BEGIN DATA EXCERPTS

use std::sync::Arc;
use std::time::Instant;
use tokio::time::timeout;

use crate::actors::EventDispatcher;
use crate::catalog::{CatalogError, Product, ProductCatalog};
use crate::config::{ReservationMode, WorkflowConfig};
use crate::metrics::Metrics;
use crate::store::{OrderRepository, StoreError};

use super::aggregate::{NewOrder, Order};
use super::commands::CreateOrder;
use super::errors::{AppliedDecrement, OrderError};
use super::events::OrderEventEnvelope;
use super::value_objects::OrderItem;

// ============================================================================
// Order Workflow
// ============================================================================
//
// Orchestrates: Validate → (GetProduct → check → UpdateProduct)* → Persist → Publish
//
// - Items are processed strictly in the order given, one remote call at a time
// - The first failing item aborts the run; later items are never touched
// - Stock taken from the catalog is NOT part of the order transaction. On
//   abort it stays taken unless `compensate_on_failure` is set, and every
//   server-side error reports what was left applied
// - A store call that times out may still have committed. Its outcome is
//   reported as unknown and stock is never restored for it
// - The order-created event is handed to the dispatcher after commit and
//   never awaited; a lost event does not fail the order
//
// With `ReservationMode::CheckThenAct` two concurrent orders for the same
// product can both pass the stock check. `ReservationMode::Conditional`
// delegates the check to the catalog instead.
//
// ============================================================================

/// Why a run stopped, before stock reconciliation is known.
#[derive(Debug)]
enum Abort {
    ProductNotFound(i64),
    InsufficientStock {
        product_id: i64,
        requested: i32,
        available: i32,
    },
    CatalogUnavailable {
        product_id: i64,
        source: CatalogError,
    },
    StockUpdateFailed {
        product_id: i64,
        source: CatalogError,
    },
    PersistFailed(StoreError),
    /// The store call timed out; the commit may have landed.
    PersistOutcomeUnknown,
}

impl Abort {
    fn is_client_error(&self) -> bool {
        matches!(self, Abort::ProductNotFound(_) | Abort::InsufficientStock { .. })
    }

    fn is_outcome_unknown(&self) -> bool {
        matches!(self, Abort::PersistOutcomeUnknown)
    }

    fn into_error(self, applied: Vec<AppliedDecrement>, compensated: bool) -> OrderError {
        match self {
            Abort::ProductNotFound(product_id) => OrderError::ProductNotFound {
                product_id,
                applied,
                compensated,
            },
            Abort::InsufficientStock {
                product_id,
                requested,
                available,
            } => OrderError::InsufficientStock {
                product_id,
                requested,
                available,
                applied,
                compensated,
            },
            Abort::CatalogUnavailable { product_id, source } => OrderError::CatalogUnavailable {
                product_id,
                source,
                applied,
                compensated,
            },
            Abort::StockUpdateFailed { product_id, source } => OrderError::StockUpdateFailed {
                product_id,
                source,
                applied,
                compensated,
            },
            Abort::PersistFailed(source) => OrderError::OrderPersistFailed {
                source,
                applied,
                compensated,
            },
            Abort::PersistOutcomeUnknown => OrderError::PersistOutcomeUnknown { applied },
        }
    }
}

#[derive(Clone)]
pub struct OrderWorkflow {
    catalog: Arc<dyn ProductCatalog>,
    store: Arc<dyn OrderRepository>,
    events: EventDispatcher,
    metrics: Arc<Metrics>,
    config: WorkflowConfig,
}

impl OrderWorkflow {
    pub fn new(
        catalog: Arc<dyn ProductCatalog>,
        store: Arc<dyn OrderRepository>,
        events: EventDispatcher,
        metrics: Arc<Metrics>,
        config: WorkflowConfig,
    ) -> Self {
        Self {
            catalog,
            store,
            events,
            metrics,
            config,
        }
    }

    /// Create an order, taking stock for every item before committing it.
    pub async fn create_order(&self, command: CreateOrder) -> Result<Order, OrderError> {
        let started = Instant::now();
        let result = self.run(command).await;
        let elapsed = started.elapsed().as_secs_f64();

        match &result {
            Ok(_) => self.metrics.record_order_created(elapsed),
            Err(e) => {
                tracing::info!(reason = e.code(), error = %e, "Order creation aborted");
                self.metrics.record_order_failure(e.code(), elapsed);
            }
        }

        result
    }

    async fn run(&self, command: CreateOrder) -> Result<Order, OrderError> {
        command.validate()?;

        tracing::debug!(
            user_id = command.user_id,
            items = command.items.len(),
            mode = ?self.config.reservation,
            "Processing order"
        );

        let mut applied = Vec::with_capacity(command.items.len());
        for item in &command.items {
            let reserved = match self.config.reservation {
                ReservationMode::CheckThenAct => self.check_then_decrement(item).await,
                ReservationMode::Conditional => self.conditional_decrement(item).await,
            };

            match reserved {
                Ok(decrement) => applied.push(decrement),
                Err(abort) => return Err(self.abort(abort, applied).await),
            }
        }

        let new_order = NewOrder::pending(command.user_id, command.items);
        let order = match timeout(self.config.store_timeout, self.store.create(new_order)).await {
            Ok(Ok(order)) => order,
            Ok(Err(e)) => return Err(self.abort(Abort::PersistFailed(e), applied).await),
            Err(_) => return Err(self.abort(Abort::PersistOutcomeUnknown, applied).await),
        };

        tracing::info!(
            order_id = order.id,
            user_id = order.user_id,
            items = order.items.len(),
            "✅ Order created"
        );

        self.publish_created(&order);

        Ok(order)
    }

    // ========================================================================
    // Stock reservation
    // ========================================================================

    async fn check_then_decrement(&self, item: &OrderItem) -> Result<AppliedDecrement, Abort> {
        let product_id = item.product_id;

        let product = match timeout(self.config.catalog_timeout, self.catalog.get_product(product_id)).await {
            Ok(Ok(product)) => product,
            Ok(Err(CatalogError::NotFound(_))) => return Err(Abort::ProductNotFound(product_id)),
            Ok(Err(source)) => return Err(Abort::CatalogUnavailable { product_id, source }),
            Err(_) => {
                return Err(Abort::CatalogUnavailable {
                    product_id,
                    source: CatalogError::Timeout,
                })
            }
        };

        if item.quantity > product.stock {
            return Err(Abort::InsufficientStock {
                product_id,
                requested: item.quantity,
                available: product.stock,
            });
        }

        let previous_stock = product.stock;
        let updated = Product {
            stock: previous_stock - item.quantity,
            ..product
        };

        match timeout(self.config.catalog_timeout, self.catalog.update_product(&updated)).await {
            Ok(Ok(_)) => {}
            Ok(Err(source)) => return Err(Abort::StockUpdateFailed { product_id, source }),
            Err(_) => {
                tracing::warn!(product_id, "Stock update timed out, outcome on the catalog is unknown");
                return Err(Abort::StockUpdateFailed {
                    product_id,
                    source: CatalogError::Timeout,
                });
            }
        }

        tracing::debug!(product_id, previous_stock, remaining = updated.stock, "Stock decremented");

        Ok(AppliedDecrement {
            product_id,
            quantity: item.quantity,
            previous_stock,
        })
    }

    async fn conditional_decrement(&self, item: &OrderItem) -> Result<AppliedDecrement, Abort> {
        let product_id = item.product_id;
        let call = self.catalog.decrement_if_available(product_id, item.quantity);

        match timeout(self.config.catalog_timeout, call).await {
            Ok(Ok(decrement)) => {
                tracing::debug!(
                    product_id,
                    previous_stock = decrement.previous_stock,
                    remaining = decrement.remaining_stock,
                    "Stock decremented"
                );
                Ok(AppliedDecrement {
                    product_id,
                    quantity: item.quantity,
                    previous_stock: decrement.previous_stock,
                })
            }
            Ok(Err(CatalogError::NotFound(_))) => Err(Abort::ProductNotFound(product_id)),
            Ok(Err(CatalogError::InsufficientStock {
                product_id,
                requested,
                available,
            })) => Err(Abort::InsufficientStock {
                product_id,
                requested,
                available,
            }),
            Ok(Err(CatalogError::CircuitOpen)) => Err(Abort::CatalogUnavailable {
                product_id,
                source: CatalogError::CircuitOpen,
            }),
            Ok(Err(source)) => Err(Abort::StockUpdateFailed { product_id, source }),
            Err(_) => {
                tracing::warn!(product_id, "Stock decrement timed out, outcome on the catalog is unknown");
                Err(Abort::StockUpdateFailed {
                    product_id,
                    source: CatalogError::Timeout,
                })
            }
        }
    }

    // ========================================================================
    // Abort handling
    // ========================================================================

    async fn abort(&self, abort: Abort, applied: Vec<AppliedDecrement>) -> OrderError {
        // Restocking an order that did commit would leave it without stock.
        if abort.is_outcome_unknown() {
            tracing::error!(
                applied = ?applied,
                timeout_ms = self.config.store_timeout.as_millis() as u64,
                "Order persist timed out, commit outcome unknown, stock left as is"
            );
            return abort.into_error(applied, false);
        }

        if applied.is_empty() {
            return abort.into_error(applied, false);
        }

        let compensated = if self.config.compensate_on_failure {
            self.compensate(&applied).await
        } else {
            if abort.is_client_error() {
                tracing::warn!(
                    abort = ?abort,
                    applied = ?applied,
                    "Order aborted with stock already decremented, not restored"
                );
            } else {
                tracing::error!(
                    abort = ?abort,
                    applied = ?applied,
                    "Order aborted with stock already decremented, not restored"
                );
            }
            self.metrics.record_stock_divergence(applied.len());
            false
        };

        abort.into_error(applied, compensated)
    }

    /// Give back every applied decrement, latest first. Returns true when all
    /// restocks succeeded.
    async fn compensate(&self, applied: &[AppliedDecrement]) -> bool {
        let mut failed = 0;

        for decrement in applied.iter().rev() {
            let call = self.catalog.restock(decrement.product_id, decrement.quantity);
            let outcome = match timeout(self.config.catalog_timeout, call).await {
                Ok(result) => result,
                Err(_) => Err(CatalogError::Timeout),
            };

            match outcome {
                Ok(product) => {
                    tracing::info!(
                        product_id = decrement.product_id,
                        quantity = decrement.quantity,
                        stock = product.stock,
                        "↩️ Stock restored"
                    );
                    self.metrics.record_compensation(true);
                }
                Err(e) => {
                    failed += 1;
                    tracing::error!(
                        product_id = decrement.product_id,
                        quantity = decrement.quantity,
                        error = %e,
                        "Failed to restore stock, manual reconciliation needed"
                    );
                    self.metrics.record_compensation(false);
                }
            }
        }

        if failed > 0 {
            self.metrics.record_stock_divergence(failed);
        }
        failed == 0
    }

    // ========================================================================
    // Publication
    // ========================================================================

    fn publish_created(&self, order: &Order) {
        let subject = self.config.event_subject.as_str();
        let envelope = OrderEventEnvelope::order_created(order);

        match envelope.to_bytes() {
            Ok(payload) => self.events.dispatch(subject, &envelope.key(), payload),
            Err(e) => {
                tracing::error!(order_id = order.id, error = %e, "Failed to serialize order event");
                self.metrics.record_event_failed(subject, "serialization");
            }
        }
    }
}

END DATA EXCERPTS

> [WORK INSTRUCTIONS]
Wherever the word "never" appears in the entries above, copy that line.

> [RESULT OF THE EXERCISE]
// - The first failing item aborts the run; later items are never touched
//   reported as unknown and stock is never restored for it
//   never awaited; a lost event does not fail the order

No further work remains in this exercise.